■ **Extracted material**:
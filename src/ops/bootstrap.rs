//! Bootstrapping pip into an environment.
//!
//! pip cannot install itself when it is absent, so the bundled bootstrap
//! script runs through the interpreter directly - the locator is bypassed
//! on purpose. Once it succeeds, the next resolution picks up the newly
//! installed entry points.

use std::io::Write;

use anyhow::Context;
use tempfile::NamedTempFile;

use crate::core::error::Result;
use crate::core::InterpreterConfig;
use crate::util::process::ProcessBuilder;
use crate::util::sink::OutputSink;

use super::install::run_reported;
use super::InstallPreferences;

/// Bundled bootstrap script, written to a temporary file per run.
const PIP_BOOTSTRAP: &str = include_str!("../../scripts/pip_bootstrap.py");

/// Whether pip itself is importable in the environment.
pub async fn is_pip_installed(config: &InterpreterConfig) -> bool {
    super::query::is_installed(config, "pip").await
}

/// Install pip itself into the environment.
///
/// Elevation follows the caller's preference for pip installs. A bootstrap
/// process failure is reported through the sink; only an unrunnable
/// environment or a spawn failure is an error.
pub async fn install_pip(
    config: &InterpreterConfig,
    prefs: &impl InstallPreferences,
    sink: Option<&dyn OutputSink>,
) -> Result<()> {
    config.check_runnable()?;

    let mut script = NamedTempFile::new().context("failed to create bootstrap script file")?;
    script
        .write_all(PIP_BOOTSTRAP.as_bytes())
        .context("failed to write bootstrap script")?;
    script
        .flush()
        .context("failed to flush bootstrap script")?;

    let process = ProcessBuilder::new(config.interpreter_path())
        .arg(script.path())
        .cwd(config.prefix_path())
        .hidden(true)
        .elevated(prefs.elevate_pip_install());

    run_reported(
        process,
        prefs,
        sink,
        "Installing pip",
        "pip was installed successfully",
        "Failed to install pip",
    )
    .await?;

    // The temp file must outlive the child; dropping it here deletes it.
    drop(script);
    Ok(())
}
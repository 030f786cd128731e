//! CLI definitions using clap.

use std::path::PathBuf;

use clap::{Args, Parser, Subcommand};
use clap_complete::Shell;

/// Quay - a pip front-end for Python environments
#[derive(Parser)]
#[command(name = "quay")]
#[command(author, version, about, long_about = None)]
pub struct Cli {
    /// Enable verbose output
    #[arg(short, long, global = true)]
    pub verbose: bool,

    /// Disable colored output
    #[arg(long, global = true)]
    pub no_color: bool,

    #[command(subcommand)]
    pub command: Commands,
}

#[derive(Subcommand)]
pub enum Commands {
    /// List the packages installed in an environment
    List(ListArgs),

    /// Install a package into an environment
    Install(InstallArgs),

    /// Uninstall a package from an environment
    Uninstall(UninstallArgs),

    /// Check whether a requirement is satisfied in an environment
    Check(CheckArgs),

    /// Bootstrap pip itself into an environment
    Bootstrap(BootstrapArgs),

    /// Generate shell completions
    Completions(CompletionsArgs),
}

/// Flags describing the target environment.
#[derive(Args)]
pub struct EnvArgs {
    /// Environment prefix directory
    #[arg(long)]
    pub prefix: Option<PathBuf>,

    /// Interpreter executable; a bare name is resolved on PATH (defaults
    /// to the conventional location under the prefix)
    #[arg(long)]
    pub interpreter: Option<PathBuf>,

    /// Library directory (defaults to the conventional location under the
    /// prefix)
    #[arg(long)]
    pub library: Option<PathBuf>,

    /// Interpreter version, `major.minor`
    #[arg(long, default_value = "3.11")]
    pub python_version: String,

    /// Read the environment description from a TOML file instead
    #[arg(long, conflicts_with_all = ["prefix", "interpreter", "library"])]
    pub env_file: Option<PathBuf>,
}

#[derive(Args)]
pub struct ListArgs {
    #[command(flatten)]
    pub env: EnvArgs,

    /// Emit a machine-readable JSON array
    #[arg(long)]
    pub json: bool,
}

#[derive(Args)]
pub struct InstallArgs {
    /// Package to install (`name` or `name==version`)
    pub package: String,

    #[command(flatten)]
    pub env: EnvArgs,

    /// Install without asking for confirmation
    #[arg(short, long)]
    pub yes: bool,

    /// Run the installer elevated
    #[arg(long)]
    pub elevate: bool,
}

#[derive(Args)]
pub struct UninstallArgs {
    /// Package to uninstall
    pub package: String,

    #[command(flatten)]
    pub env: EnvArgs,

    /// Run the uninstaller elevated
    #[arg(long)]
    pub elevate: bool,
}

#[derive(Args)]
pub struct CheckArgs {
    /// Requirement to check (`name` or `name==version`)
    pub requirement: String,

    #[command(flatten)]
    pub env: EnvArgs,
}

#[derive(Args)]
pub struct BootstrapArgs {
    #[command(flatten)]
    pub env: EnvArgs,

    /// Bootstrap without asking for confirmation
    #[arg(short, long)]
    pub yes: bool,
}

#[derive(Args)]
pub struct CompletionsArgs {
    /// Shell to generate completions for
    #[arg(value_enum)]
    pub shell: Shell,
}
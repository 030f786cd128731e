//! Installing and removing packages.
//!
//! Both operations resolve pip fresh, write a starting status line, stream
//! pip's output to the sink, and finish with a succeeded/failed line. After
//! each status line the sink is either brought to the foreground or merely
//! made visible, per the caller's preferences.

use crate::core::error::Result;
use crate::core::{InterpreterConfig, LanguageVersion};
use crate::locator;
use crate::util::process::ProcessBuilder;
use crate::util::sink::OutputSink;

use super::InstallPreferences;

/// Interpreters at or below this version carry a pip lineage without
/// secure-transport support and need an explicit opt-out flag.
const LAST_INSECURE_VERSION: LanguageVersion = LanguageVersion::new(2, 5);

/// Install a package into the environment.
///
/// Returns `Ok(true)` iff pip exited with code 0. A non-zero exit is not
/// an error; it is reported to the sink and surfaced as `Ok(false)`.
pub async fn install(
    config: &InterpreterConfig,
    package: &str,
    elevate: bool,
    prefs: &impl InstallPreferences,
    sink: Option<&dyn OutputSink>,
) -> Result<bool> {
    config.check_runnable()?;

    let mut args = vec!["install".to_string()];
    if config.version() <= LAST_INSECURE_VERSION {
        if let Some(sink) = sink {
            sink.write_line(&format!(
                "pip on Python {} predates secure transport; passing --insecure",
                config.version()
            ));
        }
        args.push("--insecure".to_string());
    }
    args.push(package.to_string());

    let process = locator::resolve_pip(config)
        .to_process()
        .args(&args)
        .cwd(config.prefix_path())
        .hidden(true)
        .elevated(elevate);

    run_reported(
        process,
        prefs,
        sink,
        &format!("Installing '{}'", package),
        &format!("'{}' was installed successfully", package),
        &format!("Failed to install '{}'", package),
    )
    .await
}

/// Uninstall a package from the environment.
///
/// pip's own confirmation prompt is suppressed (`-y`); consent, if any,
/// belongs to the caller's confirmation gate.
pub async fn uninstall(
    config: &InterpreterConfig,
    package: &str,
    elevate: bool,
    prefs: &impl InstallPreferences,
    sink: Option<&dyn OutputSink>,
) -> Result<bool> {
    config.check_runnable()?;

    let process = locator::resolve_pip(config)
        .to_process()
        .args(["uninstall", "-y", package])
        .cwd(config.prefix_path())
        .hidden(true)
        .elevated(elevate);

    run_reported(
        process,
        prefs,
        sink,
        &format!("Uninstalling '{}'", package),
        &format!("'{}' was uninstalled successfully", package),
        &format!("Failed to uninstall '{}'", package),
    )
    .await
}

/// Run a mutating process with start/terminal status reporting.
pub(super) async fn run_reported(
    process: ProcessBuilder,
    prefs: &impl InstallPreferences,
    sink: Option<&dyn OutputSink>,
    start: &str,
    success: &str,
    failure: &str,
) -> Result<bool> {
    if let Some(sink) = sink {
        sink.write_line(start);
        surface(sink, prefs);
    }

    let result = process.run(sink).await?;

    if let Some(sink) = sink {
        if result.success() {
            sink.write_line(success);
        } else {
            sink.write_error_line(&format!("{} (exit code {})", failure, result.exit_code));
        }
        surface(sink, prefs);
    }

    Ok(result.success())
}

/// Apply the foreground-or-visible policy after a status line.
fn surface(sink: &dyn OutputSink, prefs: &impl InstallPreferences) {
    if prefs.show_output_window() {
        sink.show_and_activate();
    } else {
        sink.show();
    }
}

■ **What is needed**: Lines from the start of the records through the one containing "use crate::core::InterpreterConfig;" are what should be retyped, exactly and in full, both ends included.

■ **Answer area**:
filename src/ops/bootstrap.rs
//! Bootstrapping pip into an environment.
//!
//! pip cannot install itself when it is absent, so the bundled bootstrap
//! script runs through the interpreter directly - the locator is bypassed
//! on purpose. Once it succeeds, the next resolution picks up the newly
//! installed entry points.

use std::io::Write;

use anyhow::Context;
use tempfile::NamedTempFile;

use crate::core::error::Result;
use crate::core::InterpreterConfig;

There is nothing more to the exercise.